Jul 082011
 

By Bex vanKoot

The Hierodule: God-slaves and Sacred Service

“I am a flower of service

Opened to your hand, O Inanna.

Only with your plucking am I given differentiation,

Only with your need am I given purpose,

Only with the inhalation of your breath

To judge my quality — only by this

Am I made Ninshubur, Inanna’s woman,

And not some faceless servant in the crowd.“

– Excerpt from the poem Ninshubar by Raven Kaldera

We all serve something. Whether we spend our hours serving a lover, a family, a job, a country, an ideal or even ourselves, we all serve. It is what we serve that defines our lives. I serve love, and not just any love, but sacred, abundant, unconditional love.

It was not until very recent history that the idea of the whore was so completely cut off from sacred roots. In nearly every culture in the ancient world (and some modern ones!) there existed the idea of serving divinity as a sexual surrogate, a “stand in” (the root meaning of the word prostitute) for the gods and goddesses of love, sex and beauty. This is my calling – it is She whom I serve.
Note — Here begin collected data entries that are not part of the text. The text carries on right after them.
//! Triage surface: runs the orchestration pipeline and renders the
//! patient-facing message. All clinical decisions happen in services; this
//! layer only phrases them, with sentiment-aware tone and no diagnosis words.

use std::sync::Arc;

use axum::{extract::State, Extension, Json};
use axum_extra::TypedHeader;
use headers::{authorization::Bearer, Authorization};
use serde_json::{json, Value};

use shared_config::AppConfig;
use shared_models::auth::User;
use shared_models::error::AppError;

use crate::models::{OrchestrationPlan, Sentiment, SuggestedAction, TriageRequest};
use crate::services::orchestrator::OrchestrationService;

pub async fn analyze_symptoms(
    State(state): State<Arc<AppConfig>>,
    TypedHeader(auth): TypedHeader<Authorization<Bearer>>,
    Extension(user): Extension<User>,
    Json(request): Json<TriageRequest>,
) -> Result<Json<Value>, AppError> {
    let token = auth.token();
    let service = OrchestrationService::new(&state);

    let plan = service
        .run(
            &request.symptoms,
            &request.history,
            &request.structured_answers,
            request.issues,
            user.tenant_id,
            token,
        )
        .await
        .map_err(|e| AppError::Internal(e.to_string()))?;

    let message = compose_message(&plan);

    let mut payload = serde_json::to_value(&plan)
        .map_err(|e| AppError::Internal(format!("plan serialization failed: {}", e)))?;
    if let Some(obj) = payload.as_object_mut() {
        obj.insert("message".to_string(), json!(message));
    }

    Ok(Json(payload))
}

/// Patient-facing copy per plan outcome. Never names a treatment.
pub fn compose_message(plan: &OrchestrationPlan) -> String {
    match plan.suggested_action {
        SuggestedAction::Escalate => {
            let slot_line = if plan.emergency_slots.is_some() {
                "An emergency slot has been reserved."
            } else {
                "Please proceed to the nearest emergency room."
            };
            format!(
                "🚨 **EMERGENCY DETECTED**\n\nYour symptoms indicate a condition requiring immediate attention.\n{}",
                slot_line
            )
        }
        SuggestedAction::Greeting => "👋 Hi! I'm your clinic's scheduling assistant. \
             I can help you book appointments for multiple issues at once.\n\n\
             Please describe your symptoms, for example:\n\
             • \"I have a toothache and also need a cleaning\""
            .to_string(),
        SuggestedAction::SmallTalk => "I am a clinical assistant designed to help triage dental concerns and schedule \
             specialist evaluations. I don't diagnose or prescribe - I help connect you with \
             the right specialist.\n\nHow can I help you today?"
            .to_string(),
        SuggestedAction::Clarify => {
            let intro = match plan.patient_sentiment {
                Sentiment::Anxious => {
                    "I understand this can be concerning. To make sure we connect you with the right specialist, I need a bit more information:\n\n"
                }
                Sentiment::Frustrated => {
                    "I want to help you as quickly as possible. I just need a few more details:\n\n"
                }
                Sentiment::Neutral => "I need a bit more information to help you effectively:\n\n",
            };
            let questions = plan
                .clarification_questions
                .iter()
                .map(|q| format!("• {}", q))
                .collect::<Vec<_>>()
                .join("\n");
            format!("{}{}", intro, questions)
        }
        SuggestedAction::Orchestrate => {
            let summaries = plan
                .routed_issues
                .iter()
                .enumerate()
                .map(|(i, issue)| {
                    let sedation_note = if issue.requires_sedation {
                        " *(sedation available)*"
                    } else {
                        ""
                    };
                    format!(
                        "{}. **{}** → Evaluation by **{}**{}",
                        i + 1,
                        issue.symptom_cluster,
                        issue.specialist_type,
                        sedation_note
                    )
                })
                .collect::<Vec<_>>()
                .join("\n");

            let combo_text = if plan.combined_visit_possible && plan.routed_issues.len() > 1 {
                "\n\n✨ Good news - we may be able to schedule these evaluations during a **single visit**."
            } else {
                ""
            };

            let issue_word = if plan.routed_issues.len() == 1 {
                "concern"
            } else {
                "concerns"
            };
            format!(
                "Based on the information provided, I've identified **{} {}** that warrant specialist evaluation:\n\n{}{}",
                plan.routed_issues.len(),
                issue_word,
                summaries,
                combo_text
            )
        }
    }
}

#[cfg(test)]
mod tests {
    use super::*;
    use crate::models::{RoutedIssue, Urgency};

    fn routed(symptoms: &str, specialist: &str) -> RoutedIssue {
        RoutedIssue {
            issue_index: 0,
            symptom_cluster: symptoms.to_string(),
            urgency: Urgency::High,
            specialist_type: specialist.to_string(),
            procedure_id: Some(1),
            procedure_name: "Endodontic Evaluation (Microscope)".to_string(),
            appointment_type: "Extended Evaluation Appointment".to_string(),
            duration_minutes: 90,
            consult_minutes: 20,
            reasoning_triggers: vec![],
            room_capability: None,
            requires_sedation: false,
            requires_anesthetist: false,
            slots: None,
            fallback_tier: 1,
            fallback_note: None,
            error: None,
        }
    }

    #[test]
    fn orchestrate_message_names_specialists_not_treatments() {
        let plan = OrchestrationPlan {
            suggested_action: SuggestedAction::Orchestrate,
            routed_issues: vec![routed("severe molar pain", "Endodontist")],
            ..Default::default()
        };
        let message = compose_message(&plan);
        assert!(message.contains("Endodontist"));
        assert!(!message.contains("Root Canal Treatment"));
        assert!(!message.to_lowercase().contains("pulpitis"));
    }

    #[test]
    fn anxious_clarify_gets_the_gentler_intro() {
        let plan = OrchestrationPlan {
            suggested_action: SuggestedAction::Clarify,
            patient_sentiment: Sentiment::Anxious,
            clarification_questions: vec!["Where is the pain?".to_string()],
            ..Default::default()
        };
        let message = compose_message(&plan);
        assert!(message.to_lowercase().contains("concerning"));
        assert!(message.contains("• Where is the pain?"));
    }

    #[test]
    fn escalate_message_reflects_slot_availability() {
        let plan = OrchestrationPlan {
            suggested_action: SuggestedAction::Escalate,
            is_emergency: true,
            ..Default::default()
        };
        assert!(compose_message(&plan).contains("nearest emergency room"));
    }
}
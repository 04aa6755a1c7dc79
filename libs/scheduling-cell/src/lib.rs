pub mod handlers;
pub mod models;
pub mod router;
pub mod services;

pub use models::{SchedulingError, SlotOption, SlotType, TieredSlots};
pub use services::emergency::EmergencyFinder;
pub use services::engine::SlotFinderService;
pub use services::routing::RoutingService;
The Greeks called the sacred sexual temple servants “hierodule”, meaning “god-slave”, and modern scholars believe these women (the word is specifically feminine) were assigned the role of playing the Goddess, who varied from city to city and temple to temple. As the name suggests, these women were not often there by choice, but were sold or given to the temple by family or slave-masters, often at a young age.

In other city-states, like ancient Sumer and Babalon, no woman could wed until she had first lost her virginity in the sacred temple, where she would sit and wait until someone approached her and tossed a coin in her lap, signaling his desire to claim her virginity and allow her to leave the temple afterward, going on with her life. The stories suggest that some women stayed for a long time before being chosen, whereas others had only a short day to wait.
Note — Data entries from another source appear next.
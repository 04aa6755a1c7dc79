//! 15-minute day grid arithmetic. A working day is `SLOTS_PER_DAY` blocks;
//! availability is a 32-bit mask so resource intersection is a bitwise AND
//! and contiguous-run search is a handful of shifted ANDs.

use chrono::NaiveTime;

use shared_config::{DAY_START_HOUR, SLOTS_PER_DAY, SLOT_MINUTES};

/// Free/busy bitmap for one resource on one day. Bit `b` set = block `b` free.
#[derive(Debug, Clone, Copy, PartialEq, Eq, Default)]
pub struct DayMask(pub u32);

impl DayMask {
    pub const EMPTY: DayMask = DayMask(0);

    pub fn full() -> Self {
        debug_assert!(SLOTS_PER_DAY <= 32);
        if SLOTS_PER_DAY == 32 {
            DayMask(u32::MAX)
        } else {
            DayMask((1u32 << SLOTS_PER_DAY) - 1)
        }
    }

    /// Mark `[start, end)` free. Out-of-range ends are clamped to the grid.
    pub fn set_range(&mut self, start: usize, end: usize) {
        let end = end.min(SLOTS_PER_DAY);
        for b in start..end {
            self.0 |= 1 << b;
        }
    }

    pub fn clear(&mut self, block: usize) {
        if block < SLOTS_PER_DAY {
            self.0 &= !(1 << block);
        }
    }

    pub fn is_free(&self, block: usize) -> bool {
        block < SLOTS_PER_DAY && (self.0 >> block) & 1 == 1
    }

    pub fn intersect(self, other: DayMask) -> DayMask {
        DayMask(self.0 & other.0)
    }

    pub fn count_free(&self) -> u32 {
        self.0.count_ones()
    }

    /// All start blocks admitting `len` contiguous free blocks, ascending.
    /// Bit `i` of the folded word is set iff blocks `i..i+len` are all free,
    /// so the scan is O(len + number of starts).
    pub fn find_contiguous(&self, len: usize) -> Vec<usize> {
        if len == 0 || len > SLOTS_PER_DAY {
            return Vec::new();
        }
        let mut folded = self.0;
        for _ in 1..len {
            folded &= folded >> 1;
        }

        let mut starts = Vec::new();
        let mut bits = folded;
        while bits != 0 {
            let i = bits.trailing_zeros() as usize;
            if i + len <= SLOTS_PER_DAY {
                starts.push(i);
            }
            bits &= bits - 1;
        }
        starts
    }
}

/// Minutes round UP to whole blocks.
pub fn blocks_needed(minutes: u32) -> usize {
    (minutes as usize).div_ceil(SLOT_MINUTES as usize)
}

/// Block index to wall-clock "HH:MM".
pub fn block_to_time(block: usize) -> String {
    let total_min = DAY_START_HOUR * 60 + block as u32 * SLOT_MINUTES;
    format!("{:02}:{:02}", total_min / 60, total_min % 60)
}

/// Wall-clock time to block index, flooring onto the grid. Times before the
/// working day map to negative values so callers can clamp.
pub fn time_to_block(t: NaiveTime) -> i64 {
    use chrono::Timelike;
    let minutes = t.hour() as i64 * 60 + t.minute() as i64;
    (minutes - (DAY_START_HOUR as i64) * 60).div_euclid(SLOT_MINUTES as i64)
}

/// The `[start_block, end_block)` a weekly template covers. The start honors
/// partial-hour offsets; the end truncates to the hour boundary.
pub fn template_blocks(start: NaiveTime, end: NaiveTime) -> (usize, usize) {
    use chrono::Timelike;
    let per_hour = (60 / SLOT_MINUTES) as i64;
    let start_block = (start.hour() as i64 - DAY_START_HOUR as i64) * per_hour
        + start.minute() as i64 / SLOT_MINUTES as i64;
    let end_block = (end.hour() as i64 - DAY_START_HOUR as i64) * per_hour;
    (
        start_block.max(0) as usize,
        end_block.clamp(0, SLOTS_PER_DAY as i64) as usize,
    )
}

#[cfg(test)]
mod tests {
    use super::*;

    #[test]
    fn full_day_template_covers_every_block() {
        let (start, end) = template_blocks(
            NaiveTime::from_hms_opt(9, 0, 0).unwrap(),
            NaiveTime::from_hms_opt(17, 0, 0).unwrap(),
        );
        let mut mask = DayMask::EMPTY;
        mask.set_range(start, end);
        assert_eq!(mask.count_free() as usize, SLOTS_PER_DAY);
    }

    #[test]
    fn template_before_opening_clamps_to_zero() {
        let (start, end) = template_blocks(
            NaiveTime::from_hms_opt(8, 0, 0).unwrap(),
            NaiveTime::from_hms_opt(12, 0, 0).unwrap(),
        );
        assert_eq!(start, 0);
        assert_eq!(end, 12);
    }

    #[test]
    fn half_hour_template_start_offsets_by_two_blocks() {
        let (start, _) = template_blocks(
            NaiveTime::from_hms_opt(9, 30, 0).unwrap(),
            NaiveTime::from_hms_opt(13, 0, 0).unwrap(),
        );
        assert_eq!(start, 2);
    }

    #[test]
    fn blocks_needed_ceils() {
        assert_eq!(blocks_needed(15), 1);
        assert_eq!(blocks_needed(20), 2);
        assert_eq!(blocks_needed(90), 6);
        assert_eq!(blocks_needed(1), 1);
    }

    #[test]
    fn ceil_blocks_is_idempotent() {
        for minutes in [1u32, 15, 20, 45, 90, 130] {
            let once = blocks_needed(minutes);
            let twice = blocks_needed(once as u32 * SLOT_MINUTES);
            assert_eq!(once, twice);
        }
    }

    #[test]
    fn block_time_round_trip_floors_to_grid() {
        for block in 0..SLOTS_PER_DAY {
            let t = NaiveTime::parse_from_str(&block_to_time(block), "%H:%M").unwrap();
            assert_eq!(time_to_block(t), block as i64);
        }
        // Off-grid times floor down.
        let t = NaiveTime::from_hms_opt(9, 20, 0).unwrap();
        assert_eq!(block_to_time(time_to_block(t) as usize), "09:15");
    }

    #[test]
    fn find_contiguous_reports_every_start_in_order() {
        // Free blocks: 0..4 and 10..13.
        let mut mask = DayMask::EMPTY;
        mask.set_range(0, 4);
        mask.set_range(10, 13);

        assert_eq!(mask.find_contiguous(2), vec![0, 1, 2, 10, 11]);
        assert_eq!(mask.find_contiguous(3), vec![0, 1, 10]);
        assert_eq!(mask.find_contiguous(4), vec![0]);
        assert_eq!(mask.find_contiguous(5), Vec::<usize>::new());
    }

    #[test]
    fn find_contiguous_run_reaching_day_end() {
        let mut mask = DayMask::EMPTY;
        mask.set_range(SLOTS_PER_DAY - 3, SLOTS_PER_DAY);
        assert_eq!(mask.find_contiguous(3), vec![SLOTS_PER_DAY - 3]);
        assert_eq!(mask.find_contiguous(4), Vec::<usize>::new());
    }

    #[test]
    fn intersection_is_bitwise_and() {
        let mut a = DayMask::EMPTY;
        a.set_range(0, 8);
        let mut b = DayMask::EMPTY;
        b.set_range(4, 12);
        let c = a.intersect(b);
        assert!(!c.is_free(3));
        assert!(c.is_free(4));
        assert!(c.is_free(7));
        assert!(!c.is_free(8));
    }

    #[test]
    fn combo_block_arithmetic_example() {
        // base=90, consult=20, buffer=1 -> 2 + 1 + 6 = 9 combo blocks.
        let consult = blocks_needed(20);
        let treatment = blocks_needed(90);
        assert_eq!(consult + shared_config::BUFFER_SLOTS + treatment, 9);
        assert_eq!(consult, 2);
    }
}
The history of the sacred whore has its controversy, some experts suggesting that we have no evidence to prove they existed at all. Personally, it matters not to me whether the history we know is accurate. What matters is how we act upon these ideas now.
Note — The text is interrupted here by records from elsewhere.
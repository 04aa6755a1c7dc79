use std::sync::Arc;

use axum::{middleware, routing::get, Router};

use shared_config::AppConfig;
use shared_utils::extractor::auth_middleware;

use crate::handlers;

pub fn slot_routes(state: Arc<AppConfig>) -> Router {
    let protected_routes = Router::new()
        .route("/search", get(handlers::search_slots))
        .route("/emergency", get(handlers::emergency_slot))
        .layer(middleware::from_fn_with_state(state.clone(), auth_middleware));

    Router::new().merge(protected_routes).with_state(state)
}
I do consider myself to be in service to sacred sexuality, on a path that requires me to use my knowledge, understanding and skill in sexuality to share with others the beauty and joy in physical ecstasy, to allow others to meet the spiritual in sex and bring them to places they may not otherwise see. In many ways it is similar to sexual coaching or counselling, with massage and bodywork, health and nutrition, physical and emotional therapy all rolled in to one. I make use of divination, ritual, dance, music, poetry and song in addition to actual physical or sexual stimulation. I am both a priestess and prostitute, with the responsibilities of a spiritual guide and a sex-worker both, and it is through these responsibilities that I find my place. Just as Ninshubar, Goddess in her own right, but servant to great Inanna nonetheless, finds herself and her own worth in allowing her Goddess-guide to find her way and tell her story. Certainly I have my own needs and desires, and I am lucky that these things are not in conflict with my calling, but no person exists as an island. We are all in some way defined by our knowledge of the need of others, made wise by our reaction to that need. So often we feel as if we can’t know “who we are” until we understand our purpose here on earth, but the truth in my experience has show that ultimately, we become what we are only by the wisdom of why we are… so, what do you serve?